The University of York researchers, together with colleagues in the U.K. and with Davide Pellacani’s team at the BC Cancer Agency in Vancouver, report on the new methylation signature in the British Journal of Cancer, in a paper titled, “Phenotype-independent DNA methylation changes in prostate cancer.”

Treatment-naïve prostate cancer (PCa) is characterized by an abnormal accumulation of proliferating cells that are similar to the luminal cells in normal prostate, the authors write. However, PCa also harbors small numbers of tumor cells with basal features, which display “cancer stem cell” features. These cells appear more likely to be treatment-resistant, and are proposed to serve as the reservoir for tumor recurrence after castration therapy,” the researchers continue.

Studies in bulk PCa samples have indicated that changes to DNA methylation patterns are involved in cancer development, but these studies have looked at epigenetic changes in luminal and basal cells combined, which may not be representative of tumor samples, they comment. Whereas normal prostate epithelial tissue is composed of similar numbers of luminal and basal cells, most treatment-naïve prostate cancers comprise primarily luminal featured cells. “This shift in favor of a transcriptional and epigenomic program of normal epithelial cells might mask or complicate the identification of cancer-specific features in prostate cancer when bulk analyses are performed on this type of tumor,” the authors state. In fact, “… very little is known about the specific DNA methylation features of PCa cells with basal and luminal phenotypes in comparison to their normal counterparts.”

To address this the team carried out genome-wide DNA methylation profiling of separate FACS-purified populations of basal and luminal cells, isolated from more than 500 patient-matched tumor and normal samples. Using a computer algorithm to eliminate the background of methylation patterns that are unique to individuals, the researchers were able to use their comparative approach to home in on cancer-related methylation profiles in each cell type.

Importantly, this method made it possible to look specifically at changes in the luminal cell fraction of PCa.

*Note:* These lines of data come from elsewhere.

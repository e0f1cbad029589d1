//! Principal identities as seen by the cache key schema.

use serde::{Deserialize, Serialize};
use std::fmt::{self, Display};
use uuid::Uuid;

/// A strongly-typed wrapper for user IDs.
///
/// Stored as text so that integer primary keys, UUIDs and slugs all render
/// the same way inside a cache key.
#[derive(Debug, Clone, PartialEq, Eq, Hash, Serialize, Deserialize)]
#[serde(transparent)]
pub struct UserId(pub String);

impl UserId {
    /// Creates a user ID from any displayable identifier.
    #[must_use]
    pub fn new(id: impl Display) -> Self {
        Self(id.to_string())
    }

    /// Returns the identifier text.
    #[must_use]
    pub fn as_str(&self) -> &str {
        &self.0
    }
}

impl Display for UserId {
    fn fmt(&self, f: &mut fmt::Formatter<'_>) -> fmt::Result {
        write!(f, "{}", self.0)
    }
}

impl From<Uuid> for UserId {
    fn from(uuid: Uuid) -> Self {
        Self(uuid.to_string())
    }
}

impl From<u64> for UserId {
    fn from(id: u64) -> Self {
        Self(id.to_string())
    }
}

impl From<&str> for UserId {
    fn from(s: &str) -> Self {
        Self(s.to_string())
    }
}

impl From<String> for UserId {
    fn from(s: String) -> Self {
        Self(s)
    }
}

/// The caller on whose behalf a request runs.
///
/// The authentication subsystem decides who is authenticated; the cache
/// only cares whether there is a user identity to scope entries by.
#[derive(Debug, Clone, PartialEq, Eq, Hash, Default, Serialize, Deserialize)]
#[serde(tag = "kind", content = "id", rename_all = "snake_case")]
pub enum Principal {
    /// Unauthenticated caller. All anonymous callers share one bucket.
    #[default]
    Anonymous,
    /// Authenticated user.
    User(UserId),
}

impl Principal {
    /// Creates an authenticated principal.
    #[must_use]
    pub fn user(id: impl Into<UserId>) -> Self {
        Self::User(id.into())
    }

    /// Returns true for unauthenticated callers.
    #[must_use]
    pub const fn is_anonymous(&self) -> bool {
        matches!(self, Self::Anonymous)
    }

    /// Returns the user ID of an authenticated principal.
    #[must_use]
    pub const fn user_id(&self) -> Option<&UserId> {
        match self {
            Self::User(id) => Some(id),
            Self::Anonymous => None,
        }
    }
}

impl From<UserId> for Principal {
    fn from(id: UserId) -> Self {
        Self::User(id)
    }
}
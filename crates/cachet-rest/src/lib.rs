//! # Cachet REST
//!
//! Axum integration for response caching: request context extraction,
//! response normalization, a per-route caching layer, and a small widget
//! API that exercises caching and invalidation end to end.

pub mod controllers;
pub mod extractors;
pub mod middleware;
pub mod repository;
pub mod responses;
pub mod router;
pub mod state;

pub use middleware::{ResponseCache, X_CACHE};
pub use router::*;
pub use state::*;
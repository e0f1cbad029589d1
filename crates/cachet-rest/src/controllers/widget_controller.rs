//! Widget catalogue controller.
//!
//! Reads are cached and depend on [`Widget`]; writes publish mutations so
//! those entries are invalidated.

use crate::{
    middleware::ResponseCache,
    repository::{Widget, WidgetInput},
    responses::AppError,
    state::AppState,
};
use axum::{
    extract::{Path, Query, State},
    http::StatusCode,
    routing::get,
    Json, Router,
};
use cachet_core::{CachetError, Model};
use cachet_service::{handler_identity, ModelChanged};
use serde::Deserialize;
use tracing::debug;

/// Creates the widget router.
pub fn router(cache: &ResponseCache) -> Router<AppState> {
    let list = cache.wrap(
        get(list_widgets),
        handler_identity!(list_widgets),
        cache.options().cache_user(false).depends_on_model::<Widget>(),
    );
    let detail = cache.wrap(
        get(get_widget),
        handler_identity!(get_widget),
        cache.options().cache_user(false).depends_on_model::<Widget>(),
    );

    Router::new()
        .route("/", list.post(create_widget))
        .route("/:pk", detail.put(update_widget).delete(delete_widget))
}

/// Query parameters for listing.
#[derive(Debug, Deserialize)]
pub struct ListQuery {
    pub category: Option<String>,
}

async fn list_widgets(
    State(state): State<AppState>,
    Query(query): Query<ListQuery>,
) -> Json<Vec<Widget>> {
    debug!(category = ?query.category, "List widgets request");
    Json(state.widgets.list(query.category.as_deref()))
}

async fn get_widget(
    State(state): State<AppState>,
    Path(pk): Path<u64>,
) -> Result<Json<Widget>, AppError> {
    state
        .widgets
        .find(pk)
        .map(Json)
        .ok_or_else(|| CachetError::not_found(format!("widget {pk}")).into())
}

async fn create_widget(
    State(state): State<AppState>,
    Json(input): Json<WidgetInput>,
) -> (StatusCode, Json<Widget>) {
    let widget = state.widgets.create(input);
    state
        .publish(ModelChanged::saved(Widget::model_type(), widget.id.to_string(), true))
        .await;
    (StatusCode::CREATED, Json(widget))
}

async fn update_widget(
    State(state): State<AppState>,
    Path(pk): Path<u64>,
    Json(input): Json<WidgetInput>,
) -> Result<Json<Widget>, AppError> {
    let widget = state
        .widgets
        .update(pk, input)
        .ok_or_else(|| CachetError::not_found(format!("widget {pk}")))?;
    state
        .publish(ModelChanged::saved(Widget::model_type(), pk.to_string(), false))
        .await;
    Ok(Json(widget))
}

async fn delete_widget(
    State(state): State<AppState>,
    Path(pk): Path<u64>,
) -> Result<StatusCode, AppError> {
    if !state.widgets.delete(pk) {
        return Err(CachetError::not_found(format!("widget {pk}")).into());
    }
    state
        .publish(ModelChanged::deleted(Widget::model_type(), pk.to_string()))
        .await;
    Ok(StatusCode::NO_CONTENT)
}
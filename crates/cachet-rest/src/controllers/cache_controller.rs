//! Manual cache invalidation endpoints.

use crate::{
    responses::{ok, ApiResult},
    state::AppState,
};
use axum::{
    extract::{Path, Query, State},
    routing::delete,
    Router,
};
use cachet_core::{ModelType, Principal};
use serde::{Deserialize, Serialize};

/// Creates the cache administration router.
pub fn router() -> Router<AppState> {
    Router::new()
        .route("/", delete(invalidate_pattern))
        .route("/models/:namespace/:name", delete(invalidate_model))
        .route("/users/:id", delete(invalidate_user))
}

/// Number of entries removed by an invalidation.
#[derive(Debug, Serialize, Deserialize)]
pub struct InvalidationReport {
    pub deleted: u64,
}

#[derive(Debug, Deserialize)]
pub struct PatternQuery {
    pub pattern: String,
}

async fn invalidate_pattern(
    State(state): State<AppState>,
    Query(query): Query<PatternQuery>,
) -> ApiResult<InvalidationReport> {
    let deleted = state.invalidation.invalidate_by_pattern(&query.pattern).await?;
    ok(InvalidationReport { deleted })
}

async fn invalidate_model(
    State(state): State<AppState>,
    Path((namespace, name)): Path<(String, String)>,
) -> ApiResult<InvalidationReport> {
    let model = ModelType::from_parts(namespace, name);
    let deleted = state.invalidation.invalidate_model(&model).await?;
    ok(InvalidationReport { deleted })
}

async fn invalidate_user(
    State(state): State<AppState>,
    Path(id): Path<String>,
) -> ApiResult<InvalidationReport> {
    let deleted = state.invalidation.invalidate_user(&Principal::user(id)).await?;
    ok(InvalidationReport { deleted })
}
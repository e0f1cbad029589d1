//! Configuration loader with layered sources.

use crate::AppConfig;
use cachet_core::CachetError;
use config::{Config, ConfigError, Environment, File};
use std::path::Path;
use std::sync::Arc;
use tokio::sync::RwLock;
use tracing::{debug, info, warn};

/// Configuration loader with runtime refresh support.
#[derive(Clone)]
pub struct ConfigLoader {
    config: Arc<RwLock<AppConfig>>,
    config_dir: String,
}

impl ConfigLoader {
    /// Creates a new configuration loader.
    ///
    /// Configuration is loaded from multiple sources in order:
    /// 1. `config/default.toml` - Default values
    /// 2. `config/{environment}.toml` - Environment-specific overrides
    /// 3. `config/local.toml` - Uncommitted local overrides
    /// 4. Environment variables with `CACHET__` prefix (e.g. `CACHET__CACHE__DEFAULT_TTL_SECS`)
    pub fn new(config_dir: impl Into<String>) -> Result<Self, CachetError> {
        let config_dir = config_dir.into();
        let config = Self::load_config(&config_dir)?;

        Ok(Self {
            config: Arc::new(RwLock::new(config)),
            config_dir,
        })
    }

    /// Loads configuration from the default location (`./config`).
    pub fn from_default_location() -> Result<Self, CachetError> {
        Self::new("./config")
    }

    /// Returns the current configuration.
    pub async fn get(&self) -> AppConfig {
        self.config.read().await.clone()
    }

    /// Reloads the configuration from disk.
    pub async fn reload(&self) -> Result<(), CachetError> {
        let new_config = Self::load_config(&self.config_dir)?;
        let mut config = self.config.write().await;
        *config = new_config;
        info!("Configuration reloaded successfully");
        Ok(())
    }

    /// Loads configuration from the specified directory.
    fn load_config(config_dir: &str) -> Result<AppConfig, CachetError> {
        // Load .env file if present
        if let Err(e) = dotenvy::dotenv() {
            debug!("No .env file found or error loading it: {}", e);
        }

        let environment =
            std::env::var("CACHET_ENVIRONMENT").unwrap_or_else(|_| "development".to_string());

        info!("Loading configuration for environment: {}", environment);

        let mut builder = Config::builder();

        for layer in ["default", environment.as_str(), "local"] {
            let path = format!("{}/{}.toml", config_dir, layer);
            if Path::new(&path).exists() {
                debug!("Loading {} config from: {}", layer, path);
                builder = builder.add_source(File::with_name(&path).required(false));
            }
        }

        builder = builder.add_source(
            Environment::with_prefix("CACHET")
                .separator("__")
                .try_parsing(true),
        );

        let config = builder.build().map_err(config_error_to_cachet_error)?;

        let app_config: AppConfig = config
            .try_deserialize()
            .map_err(config_error_to_cachet_error)?;

        Self::validate_config(&app_config)?;

        Ok(app_config)
    }

    /// Validates the configuration.
    fn validate_config(config: &AppConfig) -> Result<(), CachetError> {
        if config.cache.default_language.trim().is_empty() {
            return Err(CachetError::Configuration(
                "cache.default_language must not be empty".to_string(),
            ));
        }

        if config.cache.default_ttl_secs == 0 {
            return Err(CachetError::Configuration(
                "cache.default_ttl_secs must be greater than zero".to_string(),
            ));
        }

        if config.cache.instance_id_param.is_empty() {
            return Err(CachetError::Configuration(
                "cache.instance_id_param must not be empty".to_string(),
            ));
        }

        if config.redis.enabled {
            url::Url::parse(&config.redis.url).map_err(|e| {
                CachetError::Configuration(format!("Invalid redis.url '{}': {}", config.redis.url, e))
            })?;
        }

        if !config.cache.enabled {
            warn!("Response caching is disabled; every request will reach its handler");
        }

        Ok(())
    }

    /// Gets a specific configuration value by key path.
    pub async fn get_value<T: serde::de::DeserializeOwned>(&self, key: &str) -> Option<T> {
        let config = self.config.read().await;
        let json = serde_json::to_value(&*config).ok()?;

        let mut current = &json;
        for part in key.split('.') {
            current = current.get(part)?;
        }

        serde_json::from_value(current.clone()).ok()
    }
}

fn config_error_to_cachet_error(err: ConfigError) -> CachetError {
    CachetError::Configuration(err.to_string())
}

#[cfg(test)]
mod tests {
    use super::*;
    use crate::ServerConfig;
    use std::fs;

    fn write_default(dir: &tempfile::TempDir, contents: &str) {
        fs::write(dir.path().join("default.toml"), contents).unwrap();
    }

    #[tokio::test]
    async fn test_default_config() {
        let config = AppConfig::default();
        assert_eq!(config.server.port, 8080);
        assert!(config.cache.enabled);
        assert!(config.redis.enabled);
    }

    #[tokio::test]
    async fn test_server_address() {
        let config = ServerConfig::default();
        assert_eq!(config.addr(), "0.0.0.0:8080");
    }

    #[tokio::test]
    async fn test_loads_default_toml() {
        let dir = tempfile::tempdir().unwrap();
        write_default(
            &dir,
            r#"
            [cache]
            default_language = "de"
            default_ttl_secs = 120

            [redis]
            enabled = false
            "#,
        );

        let loader = ConfigLoader::new(dir.path().to_string_lossy().to_string()).unwrap();
        let config = loader.get().await;
        assert_eq!(config.cache.default_language, "de");
        assert_eq!(config.cache.default_ttl_secs, 120);
        assert!(!config.redis.enabled);

        let ttl: Option<u64> = loader.get_value("cache.default_ttl_secs").await;
        assert_eq!(ttl, Some(120));
    }

    #[tokio::test]
    async fn test_rejects_zero_ttl() {
        let dir = tempfile::tempdir().unwrap();
        write_default(&dir, "[cache]\ndefault_ttl_secs = 0\n");

        let result = ConfigLoader::new(dir.path().to_string_lossy().to_string());
        assert!(matches!(result, Err(CachetError::Configuration(_))));
    }

    #[tokio::test]
    async fn test_rejects_invalid_redis_url() {
        let dir = tempfile::tempdir().unwrap();
        write_default(&dir, "[redis]\nurl = \"not a url\"\nenabled = true\n");

        let result = ConfigLoader::new(dir.path().to_string_lossy().to_string());
        assert!(matches!(result, Err(CachetError::Configuration(_))));
    }

    #[tokio::test]
    async fn test_reload_picks_up_changes() {
        let dir = tempfile::tempdir().unwrap();
        write_default(&dir, "[cache]\ndefault_language = \"en\"\n");
        let loader = ConfigLoader::new(dir.path().to_string_lossy().to_string()).unwrap();

        write_default(&dir, "[cache]\ndefault_language = \"fr\"\n");
        loader.reload().await.unwrap();

        assert_eq!(loader.get().await.cache.default_language, "fr");
    }
}
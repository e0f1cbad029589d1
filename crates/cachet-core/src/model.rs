//! Data-model type metadata.
//!
//! Cached responses declare which model types they depend on. Only the
//! schema identity of a model matters here: its namespace (application
//! label) and its type name.

use serde::{Deserialize, Serialize};
use std::borrow::Cow;
use std::fmt::{self, Display};

/// Schema identity of a data-model type.
#[derive(Debug, Clone, PartialEq, Eq, Hash, Serialize, Deserialize)]
pub struct ModelType {
    namespace: Cow<'static, str>,
    name: Cow<'static, str>,
}

impl ModelType {
    /// Creates a model type from static schema metadata.
    #[must_use]
    pub const fn new(namespace: &'static str, name: &'static str) -> Self {
        Self {
            namespace: Cow::Borrowed(namespace),
            name: Cow::Borrowed(name),
        }
    }

    /// Creates a model type from runtime strings, e.g. names read from an event payload.
    #[must_use]
    pub fn from_parts(namespace: impl Into<String>, name: impl Into<String>) -> Self {
        Self {
            namespace: Cow::Owned(namespace.into()),
            name: Cow::Owned(name.into()),
        }
    }

    /// Returns the namespace (application label).
    #[must_use]
    pub fn namespace(&self) -> &str {
        &self.namespace
    }

    /// Returns the type name.
    #[must_use]
    pub fn name(&self) -> &str {
        &self.name
    }
}

impl Display for ModelType {
    fn fmt(&self, f: &mut fmt::Formatter<'_>) -> fmt::Result {
        write!(f, "{}.{}", self.namespace, self.name)
    }
}

/// Implemented by domain types that participate in cache invalidation.
///
/// ```
/// use cachet_core::Model;
///
/// struct Widget;
///
/// impl Model for Widget {
///     const NAMESPACE: &'static str = "shop";
///     const NAME: &'static str = "Widget";
/// }
///
/// assert_eq!(Widget::model_type().to_string(), "shop.Widget");
/// ```
pub trait Model {
    /// Application label the model belongs to.
    const NAMESPACE: &'static str;
    /// Type name of the model.
    const NAME: &'static str;

    /// Returns the schema identity of this model.
    #[must_use]
    fn model_type() -> ModelType {
        ModelType::new(Self::NAMESPACE, Self::NAME)
    }
}

#[cfg(test)]
mod tests {
    use super::*;

    struct Order;

    impl Model for Order {
        const NAMESPACE: &'static str = "shop";
        const NAME: &'static str = "Order";
    }

    #[test]
    fn test_model_type_display() {
        assert_eq!(ModelType::new("shop", "Widget").to_string(), "shop.Widget");
    }

    #[test]
    fn test_static_and_owned_types_are_equal() {
        assert_eq!(
            ModelType::new("shop", "Widget"),
            ModelType::from_parts("shop".to_string(), "Widget")
        );
    }

    #[test]
    fn test_model_trait() {
        let model = Order::model_type();
        assert_eq!(model.namespace(), "shop");
        assert_eq!(model.name(), "Order");
    }
}
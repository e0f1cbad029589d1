//! Cache gateway trait for abstracted store operations.

use cachet_core::{CachetResult, HealthCheck, Interface};
use async_trait::async_trait;
use std::time::Duration;

/// Gateway over a key-value store with TTL expiry and substring deletion.
///
/// Values are JSON strings so the trait stays dyn-compatible; the typed
/// helpers live on [`CacheGatewayExt`]. Every store reports its health
/// through [`HealthCheck`].
#[async_trait]
pub trait CacheGateway: HealthCheck + Interface + Send + Sync {
    /// Get a raw JSON value from the store.
    ///
    /// Returns `None` if the key doesn't exist or has expired.
    async fn get_raw(&self, key: &str) -> CachetResult<Option<String>>;

    /// Set a raw JSON value with a TTL. Expiry is enforced by the store.
    async fn set_raw(&self, key: &str, value: &str, ttl: Duration) -> CachetResult<()>;

    /// Delete a single key.
    ///
    /// Returns `true` if the key existed and was deleted.
    async fn delete(&self, key: &str) -> CachetResult<bool>;

    /// Delete every key that contains `substring` anywhere.
    ///
    /// The substring is matched literally. Returns the number of keys deleted.
    async fn delete_by_pattern(&self, substring: &str) -> CachetResult<u64>;

    /// Check if the store is enabled.
    fn is_enabled(&self) -> bool;
}

/// Extension trait with typed methods for convenience.
#[async_trait]
pub trait CacheGatewayExt: CacheGateway {
    /// Get a typed value from the store.
    async fn get<T: serde::de::DeserializeOwned + Send>(&self, key: &str) -> CachetResult<Option<T>> {
        match self.get_raw(key).await? {
            Some(json) => {
                let value: T = serde_json::from_str(&json)?;
                Ok(Some(value))
            }
            None => Ok(None),
        }
    }

    /// Set a typed value in the store.
    async fn set<T: serde::Serialize + Send + Sync>(
        &self,
        key: &str,
        value: &T,
        ttl: Duration,
    ) -> CachetResult<()> {
        let json = serde_json::to_string(value)?;
        self.set_raw(key, &json, ttl).await
    }
}

impl<T: CacheGateway + ?Sized> CacheGatewayExt for T {}
//! Per-handler caching options.

use crate::NormalizedResult;
use cachet_config::CacheConfig;
use cachet_core::{Model, ModelType};
use std::collections::BTreeSet;
use std::time::Duration;

/// Default entry lifetime (1 hour).
pub const DEFAULT_TTL: Duration = Duration::from_secs(3600);

/// Default path parameter naming the cached instance.
pub const DEFAULT_INSTANCE_ID_PARAM: &str = "pk";

/// Options controlling how one handler's responses are keyed and stored.
#[derive(Debug, Clone, PartialEq, Eq)]
pub struct CacheOptions {
    /// Entry lifetime.
    pub ttl: Duration,
    /// Path parameter used as the per-instance identifier.
    pub instance_id_param: String,
    /// Key by negotiated language.
    pub cache_language: bool,
    /// Key by authenticated user.
    pub cache_user: bool,
    /// Key by sorted query parameters.
    pub cache_queryparams: bool,
    /// Models whose mutation invalidates entries of this handler.
    pub model_dependencies: Vec<ModelType>,
    /// Status codes eligible for storing.
    pub valid_result_codes: BTreeSet<u16>,
    /// Request methods eligible for storing, upper-case.
    pub valid_methods: BTreeSet<String>,
}

impl Default for CacheOptions {
    fn default() -> Self {
        Self {
            ttl: DEFAULT_TTL,
            instance_id_param: DEFAULT_INSTANCE_ID_PARAM.to_string(),
            cache_language: true,
            cache_user: true,
            cache_queryparams: true,
            model_dependencies: Vec::new(),
            valid_result_codes: BTreeSet::from([200]),
            valid_methods: BTreeSet::from(["GET".to_string()]),
        }
    }
}

impl CacheOptions {
    /// Creates options with the defaults.
    #[must_use]
    pub fn new() -> Self {
        Self::default()
    }

    /// Creates options whose TTL and instance parameter come from configuration.
    #[must_use]
    pub fn from_config(config: &CacheConfig) -> Self {
        Self {
            ttl: config.default_ttl(),
            instance_id_param: config.instance_id_param.clone(),
            ..Self::default()
        }
    }

    /// Sets the entry lifetime in seconds.
    #[must_use]
    pub const fn ttl_seconds(mut self, seconds: u64) -> Self {
        self.ttl = Duration::from_secs(seconds);
        self
    }

    /// Sets the instance identifier parameter.
    #[must_use]
    pub fn instance_id_param(mut self, name: impl Into<String>) -> Self {
        self.instance_id_param = name.into();
        self
    }

    #[must_use]
    pub const fn cache_language(mut self, enabled: bool) -> Self {
        self.cache_language = enabled;
        self
    }

    #[must_use]
    pub const fn cache_user(mut self, enabled: bool) -> Self {
        self.cache_user = enabled;
        self
    }

    #[must_use]
    pub const fn cache_queryparams(mut self, enabled: bool) -> Self {
        self.cache_queryparams = enabled;
        self
    }

    /// Adds a model dependency. Order of calls is kept in the key.
    #[must_use]
    pub fn depends_on(mut self, model: ModelType) -> Self {
        self.model_dependencies.push(model);
        self
    }

    /// Adds a model dependency by type.
    #[must_use]
    pub fn depends_on_model<M: Model>(self) -> Self {
        self.depends_on(M::model_type())
    }

    /// Replaces the model dependencies.
    #[must_use]
    pub fn model_dependencies(mut self, models: impl IntoIterator<Item = ModelType>) -> Self {
        self.model_dependencies = models.into_iter().collect();
        self
    }

    /// Replaces the status codes eligible for storing.
    #[must_use]
    pub fn valid_result_codes(mut self, codes: impl IntoIterator<Item = u16>) -> Self {
        self.valid_result_codes = codes.into_iter().collect();
        self
    }

    /// Replaces the request methods eligible for storing.
    #[must_use]
    pub fn valid_methods<S: AsRef<str>>(mut self, methods: impl IntoIterator<Item = S>) -> Self {
        self.valid_methods = methods
            .into_iter()
            .map(|m| m.as_ref().to_ascii_uppercase())
            .collect();
        self
    }

    /// Decides whether a fresh handler result may be written to the store.
    ///
    /// Requires an eligible status, an eligible method and a non-empty body.
    #[must_use]
    pub fn is_storable(&self, method: &str, result: &NormalizedResult) -> bool {
        self.valid_result_codes.contains(&result.status)
            && self.valid_methods.contains(method)
            && result.has_body()
    }
}
pub mod raster;
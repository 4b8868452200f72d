use std::fs;
use std::process::Command;

use image::{Rgba, RgbaImage};

fn iconset() -> Command {
    Command::new(env!("CARGO_BIN_EXE_iconset"))
}

#[test]
fn missing_source_exits_non_zero_without_outputs() {
    let dir = tempfile::tempdir().unwrap();

    let output = iconset().current_dir(dir.path()).output().unwrap();

    assert!(!output.status.success());
    let stderr = String::from_utf8_lossy(&output.stderr);
    assert!(stderr.starts_with("error: "), "{}", stderr);
    let icons: Vec<_> = fs::read_dir(dir.path())
        .unwrap()
        .filter_map(|e| e.ok())
        .map(|e| e.file_name().to_string_lossy().into_owned())
        .filter(|name| name.starts_with("icon") && name.ends_with(".png"))
        .collect();
    assert!(icons.is_empty(), "{:?}", icons);
}

#[test]
fn default_run_writes_fixed_icon_set() {
    let dir = tempfile::tempdir().unwrap();
    RgbaImage::from_pixel(512, 512, Rgba([10, 200, 30, 255]))
        .save(dir.path().join("icon512.png"))
        .unwrap();

    let output = iconset().current_dir(dir.path()).output().unwrap();

    assert!(output.status.success(), "{}", String::from_utf8_lossy(&output.stderr));
    for (name, side) in [("icon16.png", 16), ("icon48.png", 48), ("icon128.png", 128)] {
        let img = image::open(dir.path().join(name)).unwrap();
        assert_eq!((img.width(), img.height()), (side, side), "{}", name);
    }
}

#[test]
fn json_report_lists_outputs() {
    let dir = tempfile::tempdir().unwrap();
    RgbaImage::new(64, 64).save(dir.path().join("src.png")).unwrap();

    let output = iconset()
        .current_dir(dir.path())
        .args(["-i", "src.png", "-s", "24", "--json"])
        .output()
        .unwrap();

    assert!(output.status.success(), "{}", String::from_utf8_lossy(&output.stderr));
    let report: serde_json::Value = serde_json::from_slice(&output.stdout).unwrap();
    assert_eq!(report["source"]["width"], 64);
    assert_eq!(report["outputs"][0]["width"], 24);
    assert_eq!(report["outputs"][0]["color"], "Rgba8");
}
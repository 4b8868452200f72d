//! Source image decoding.
use std::path::Path;

use image::{DynamicImage, ImageReader};
use tracing::debug;

use crate::error::Result;

/// Opens and decodes `path`. The decoder is picked from the file contents,
/// falling back to the extension when the contents are not recognized.
pub fn load_image(path: &Path) -> Result<DynamicImage> {
    let reader = ImageReader::open(path)?.with_guessed_format()?;
    debug!("Decoding {:?} as {:?}", path, reader.format());
    let image = reader.decode()?;
    debug!(
        "Decoded {:?}: {}x{} {:?}",
        path,
        image.width(),
        image.height(),
        image.color()
    );
    Ok(image)
}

The DNA methylation changes in these cells were associated with genes involved in metabolic processes, cell proliferation, and epithelial development, “all functions clearly deregulated in prostate cancer, therefore potentially containing major cancer driver events.” Their results highlighted two different classes of PCa-specific epigenetic changes: “… we were able to identify two separate classes of PCa-specific DNA methylation changes: those specific to cancer luminal cells that can distinguish both normal from cancer samples and organ-confined cancers from those with extraprostatic extensions; those common to basal and luminal cancer cells that are able to distinguish PCa efficiently from normal samples,” the team writes.

They used computer modeling to identify a panel of 17 cancer-related methylation changes which, when tested against a prostate cancer data within The Cancer Genome Atlas (TCGA) dataset, could distinguish cancers from normal samples, but could also differentiate between cancers that were confined to the prostate, and extraprostatic extensions, which are indicative of highly aggressive, invasive cancers. "Using this computer analysis, not only could we see which tissue samples had cancer and which didn't, but also which cancers were dangerous and which ones less so,” comments Dr. Pellacani, who started the studies in York, before moving to the University of British Columbia. "Out of almost a million markers studied, we were able to use our new tools to single out differences in cancer potency."

The researchers are continuing their studies in new cancer samples, and hope to team up with industry to generate a test that could be used with cancer patients in a clinical setting.